Longreads + Open Thread

Longreads

  • Paul Graham on how people get rich now, and how they used to get rich before, with some interesting observations on why real estate and oil were once common sources of first-generation wealth. (Don't skip the footnotes!)
  • Some profiles of free speech absolutists, some of whom offer encrypted email ($) and others who offer hosting instead. It's always ambiguous whether people start out as free speech absolutists or back into those principles based on what speech they want to engage in and how that speech is restricted—but it's nice to give them the benefit of the doubt. Unless free speech absolutists are completely mythical, there are bound to be some of them with technical talent who feel a moral obligation to provide services even though they have to hold their noses at who buys them.
  • What a war over Taiwan would do. Material constraints play an important part in geopolitics: many of the specifics of World War Two make much more sense when you consider who needed oil and who had it. Chips are similar, in that they're the limiting component to the most advanced military technologies.
  • Reading past the snark, and this story about Facebook and Nick Clegg is a good look at how institutions legitimize themselves once they're important enough to need legitimacy. Facebook can do that in a couple ways: by getting better at moderation, by hiring prestigious people, and by creating formal procedures to handle edge cases.
  • Scott Alexander with a detailed look at Próspera, a charter city. Charter cities and adjacent concepts are very interesting: as it turns out, technologies that render location less relevant also make it easier to aggregate people who will all want to live in the same location. Próspera is not the only charter city model that will work, but it's an interesting template.

Books

  • The Dream Machine: a biography of J.C.R. Licklider, and also a biography of the earliest years of the Internet and PCs. One thing this book drives home is how closely-connected all of these concepts are: the sorts of people who dreamed of a global network-of-networks were also the kinds of people who thought that we'd be interacting with computers in real time, using graphics, instead of through batch-processed commands.
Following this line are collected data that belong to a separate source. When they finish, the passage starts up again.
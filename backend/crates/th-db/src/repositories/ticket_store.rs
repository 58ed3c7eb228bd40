use crate::Result as DbErrorResult;

use th_core::Ticket;

use async_trait::async_trait;

/// Durable CRUD over tickets.
///
/// Each write is committed before the call returns. Concurrent updates to
/// the same id are last-write-wins.
#[async_trait]
pub trait TicketStore: Send + Sync {
    /// All tickets, newest `date` first
    async fn list_all(&self) -> DbErrorResult<Vec<Ticket>>;

    async fn get_by_id(&self, id: i64) -> DbErrorResult<Option<Ticket>>;

    /// Insert a ticket. The store assigns `id` and stamps `date` with the
    /// current time; caller values for both are ignored.
    async fn create(&self, ticket: Ticket) -> DbErrorResult<Ticket>;

    /// Replace every field of the row matching `ticket.id`, including `date`.
    ///
    /// Fails with `DbError::TicketNotFound` when there is no such row.
    async fn update(&self, ticket: Ticket) -> DbErrorResult<Ticket>;

    /// Returns whether a row was removed
    async fn delete(&self, id: i64) -> DbErrorResult<bool>;

    /// Flush pending changes to durable storage.
    ///
    /// Returns whether anything was actually written.
    async fn persist(&self) -> DbErrorResult<bool>;
}
use serde::Serialize;

/// A single failed validation rule on a [`crate::TicketDto`] field.
#[derive(Debug, Clone, PartialEq, Eq, Serialize)]
pub struct FieldViolation {
    /// Field name as it appears in the transfer representation
    pub field: &'static str,
    pub message: String,
}

impl FieldViolation {
    pub fn new(field: &'static str, message: impl Into<String>) -> Self {
        Self {
            field,
            message: message.into(),
        }
    }
}

impl std::fmt::Display for FieldViolation {
    fn fmt(&self, f: &mut std::fmt::Formatter<'_>) -> std::fmt::Result {
        write!(f, "{}: {}", self.field, self.message)
    }
}
use th_app::{DefaultTicketService, TicketService};
use th_core::Clock;
use th_db::{SqliteTicketStore, TicketStore};

use std::sync::Arc;

use sqlx::SqlitePool;

/// Shared state handed to every handler
#[derive(Clone)]
pub struct AppState {
    /// Raw pool, for health probes
    pub pool: SqlitePool,
    pub store: Arc<dyn TicketStore>,
    pub tickets: Arc<dyn TicketService>,
}

impl AppState {
    /// Wire the SQLite store and the ticket service over `pool`.
    pub fn new(pool: SqlitePool, clock: Arc<dyn Clock>) -> Self {
        let store: Arc<dyn TicketStore> = Arc::new(SqliteTicketStore::new(pool.clone(), clock));
        let tickets: Arc<dyn TicketService> = Arc::new(DefaultTicketService::new(store.clone()));

        Self {
            pool,
            store,
            tickets,
        }
    }
}
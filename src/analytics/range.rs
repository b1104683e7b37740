//! 区间明细与 30 天汇总驱动
//!
//! 两个入口各自在一个数据库事务内完成整段计算：
//! 成功提交，任何错误路径回滚。日期按升序逐日驱动单日聚合器，
//! 区间内每一天都有一条结果（零点击的日期在首次触达时物化为零值行）。

use std::sync::Arc;

use chrono::{Duration, NaiveDate, Utc};
use sea_orm::DatabaseTransaction;
use tracing::{debug, info};

use crate::config::AnalyticsConfig;
use crate::device::DeviceCounts;
use crate::errors::{LinktallyError, Result};
use crate::storage::{AnalyticsStorage, CallerIdentity, LinkAnalyticsRepository};

use super::aggregator::DailyAggregator;
use super::response::{
    AnalyticSummaryResponse, DailyAnalyticResponse, DeviceBreakdownResponse, LinkTotalsResponse,
};

/// 区间/汇总聚合服务，泛化于链接家族的仓储适配器
pub struct AnalyticsService<R> {
    storage: Arc<AnalyticsStorage>,
    repo: Arc<R>,
    config: AnalyticsConfig,
}

impl<R: LinkAnalyticsRepository> AnalyticsService<R> {
    pub fn new(storage: Arc<AnalyticsStorage>, repo: Arc<R>, config: AnalyticsConfig) -> Self {
        Self {
            storage,
            repo,
            config,
        }
    }

    pub fn config(&self) -> &AnalyticsConfig {
        &self.config
    }

    /// 单链接按日明细，[start, end] 闭区间，升序、无空洞
    pub async fn get_link_analytic(
        &self,
        identity: &CallerIdentity,
        selector: i64,
        start: NaiveDate,
        end: NaiveDate,
    ) -> Result<Vec<DailyAnalyticResponse>> {
        info!(
            "Analytics: get_link_analytic selector={} start={} end={} user={}",
            selector, start, end, identity.username
        );

        let txn = self.storage.begin().await?;
        let result = self
            .link_analytic_in_txn(&txn, identity, selector, start, end)
            .await;

        match result {
            Ok(responses) => {
                txn.commit().await.map_err(|e| {
                    LinktallyError::database_operation(format!("提交事务失败: {}", e))
                })?;
                debug!(
                    "Analytics: get_link_analytic returned {} days",
                    responses.len()
                );
                Ok(responses)
            }
            Err(e) => {
                let _ = txn.rollback().await;
                Err(e)
            }
        }
    }

    /// 全部链接的 30 天滚动汇总；没有链接返回空汇总
    pub async fn get_summary(&self, identity: &CallerIdentity) -> Result<AnalyticSummaryResponse> {
        info!("Analytics: get_summary user={}", identity.username);

        let txn = self.storage.begin().await?;
        let result = self.summary_in_txn(&txn, identity).await;

        match result {
            Ok(summary) => {
                txn.commit().await.map_err(|e| {
                    LinktallyError::database_operation(format!("提交事务失败: {}", e))
                })?;
                debug!("Analytics: get_summary covered {} links", summary.links.len());
                Ok(summary)
            }
            Err(e) => {
                let _ = txn.rollback().await;
                Err(e)
            }
        }
    }

    async fn link_analytic_in_txn(
        &self,
        txn: &DatabaseTransaction,
        identity: &CallerIdentity,
        selector: i64,
        start: NaiveDate,
        end: NaiveDate,
    ) -> Result<Vec<DailyAnalyticResponse>> {
        let today = Utc::now().date_naive();
        validate_range(start, end, today, self.config.history_window_days)?;

        let link = self
            .repo
            .find_owned_link(txn, selector, &identity.user_id)
            .await?
            .ok_or_else(|| {
                LinktallyError::link_not_registered("link is not registered for this account")
            })?;

        let aggregator = DailyAggregator::new(self.repo.as_ref(), &self.config);
        let mut responses = Vec::new();

        let mut day = start;
        while day <= end {
            let row = aggregator.get_or_refresh(txn, link.id, day, today).await?;
            responses.push(DailyAnalyticResponse::from_row(&link, &row));
            day += Duration::days(1);
        }

        Ok(responses)
    }

    async fn summary_in_txn(
        &self,
        txn: &DatabaseTransaction,
        identity: &CallerIdentity,
    ) -> Result<AnalyticSummaryResponse> {
        let today = Utc::now().date_naive();
        let window_start = today - Duration::days(self.config.summary_window_days);

        let links = self.repo.list_owned_links(txn, &identity.user_id).await?;

        let aggregator = DailyAggregator::new(self.repo.as_ref(), &self.config);
        let mut device_total = DeviceCounts::default();
        let mut link_totals = Vec::with_capacity(links.len());

        for link in &links {
            let mut totals = LinkTotalsResponse {
                name: link.name.clone(),
                total_click_count: 0,
                total_view_count: 0,
            };

            let mut day = window_start;
            while day <= today {
                let row = aggregator.get_or_refresh(txn, link.id, day, today).await?;

                totals.total_click_count += row.click_count as i64;
                totals.total_view_count += row.view_count as i64;

                device_total.desktop += row.breakdown.desktop;
                device_total.mobile += row.breakdown.mobile;
                device_total.tablet += row.breakdown.tablet;
                device_total.other += row.breakdown.other;

                day += Duration::days(1);
            }

            link_totals.push(totals);
        }

        Ok(AnalyticSummaryResponse {
            links: link_totals,
            device_analytic: DeviceBreakdownResponse::from(device_total),
            last_updated: Utc::now(),
        })
    }
}

/// 明细查询的日期区间校验
fn validate_range(
    start: NaiveDate,
    end: NaiveDate,
    today: NaiveDate,
    window_days: i64,
) -> Result<()> {
    if end > today {
        return Err(LinktallyError::invalid_end_date(
            "end date must be today or earlier, not in the future",
        ));
    }

    if start < today - Duration::days(window_days) {
        return Err(LinktallyError::invalid_start_date(format!(
            "start date must be within the last {} days",
            window_days
        )));
    }

    Ok(())
}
Some parts of the book are amazingly prescient (and it seems to describe the world's first hackathon taking place in 1971—in another example of the complexity of communication technology and location, the best way to debug a nation-wide network was to put a bunch of the people who ran it in the same room).

Open Thread

  • Any good longreads or books of interest to Diff readers? Drop in a link.
  • I've written about a few companies that create new property rights, or privatize the commons, most recently Cloudflare. Are there any good under-the-radar examples of this? Sometimes it's harmful, as in academic publishing, but sometimes it's a lot better to have an owner than not.